** Task instructions **
In this exercise, the entries below are to be transcribed exactly, line by line.

(Data excerpts)
□ □ □

/// Result of one `execute` call.
///
/// `applied.len() + failures.len()` equals the number of input items.
#[derive(Debug, Clone, PartialEq, Eq, Default)]
pub struct FanOutReport {
    /// Cases as returned by the store after a successful write, in input order.
    pub applied: Vec<SingleCase>,
    /// Cases whose write failed, in input order.
    pub failures: Vec<PropagationFailure>,
}

impl FanOutReport {
    /// Number of items accounted for.
    #[must_use]
    pub fn total(&self) -> usize {
        self.applied.len() + self.failures.len()
    }

    /// Returns `true` if every write succeeded.
    #[must_use]
    pub fn is_complete(&self) -> bool {
        self.failures.is_empty()
    }

    /// References of the successfully written cases.
    #[must_use]
    pub fn applied_references(&self) -> Vec<CaseReference> {
        self.applied
            .iter()
            .map(|case| case.case_reference.clone())
            .collect()
    }

    /// Appends `other` to this report.
    pub fn merge(&mut self, other: Self) {
        self.applied.extend(other.applied);
        self.failures.extend(other.failures);
    }
}

// =============================================================================
// FanOutExecutor
// =============================================================================

/// Applies change sets to many cases with bounded concurrency.
///
/// Cloning shares the worker permits.
#[derive(Clone)]
pub struct FanOutExecutor {
    client: Arc<dyn CaseStoreClient>,
    case_type_id: Arc<str>,
    permits: Arc<Semaphore>,
    workers: usize,
    retry: RetryPolicy,
}

impl fmt::Debug for FanOutExecutor {
    fn fmt(&self, formatter: &mut fmt::Formatter<'_>) -> fmt::Result {
        formatter
            .debug_struct("FanOutExecutor")
            .field("case_type_id", &self.case_type_id)
            .field("workers", &self.workers)
            .field("available", &self.permits.available_permits())
            .field("retry", &self.retry)
            .finish_non_exhaustive()
    }
}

□ □ □

** Answer to this task **
/// Result of one `execute` call.
///
/// `applied.len() + failures.len()` equals the number of input items.
#[derive(Debug, Clone, PartialEq, Eq, Default)]
pub struct FanOutReport {
    /// Cases as returned by the store after a successful write, in input order.
    pub applied: Vec<SingleCase>,
    /// Cases whose write failed, in input order.
    pub failures: Vec<PropagationFailure>,
}

impl FanOutReport {
    /// Number of items accounted for.
    #[must_use]
    pub fn total(&self) -> usize {
        self.applied.len() + self.failures.len()
    }

    /// Returns `true` if every write succeeded.
    #[must_use]
    pub fn is_complete(&self) -> bool {
        self.failures.is_empty()
    }

    /// References of the successfully written cases.
    #[must_use]
    pub fn applied_references(&self) -> Vec<CaseReference> {
        self.applied
            .iter()
            .map(|case| case.case_reference.clone())
            .collect()
    }

    /// Appends `other` to this report.
    pub fn merge(&mut self, other: Self) {
        self.applied.extend(other.applied);
        self.failures.extend(other.failures);
    }
}

// =============================================================================
// FanOutExecutor
// =============================================================================

/// Applies change sets to many cases with bounded concurrency.
///
/// Cloning shares the worker permits.
#[derive(Clone)]
pub struct FanOutExecutor {
    client: Arc<dyn CaseStoreClient>,
    case_type_id: Arc<str>,
    permits: Arc<Semaphore>,
    workers: usize,
    retry: RetryPolicy,
}

impl fmt::Debug for FanOutExecutor {
    fn fmt(&self, formatter: &mut fmt::Formatter<'_>) -> fmt::Result {
        formatter
            .debug_struct("FanOutExecutor")
            .field("case_type_id", &self.case_type_id)
            .field("workers", &self.workers)
            .field("available", &self.permits.available_permits())
            .field("retry", &self.retry)
            .finish_non_exhaustive()
    }
}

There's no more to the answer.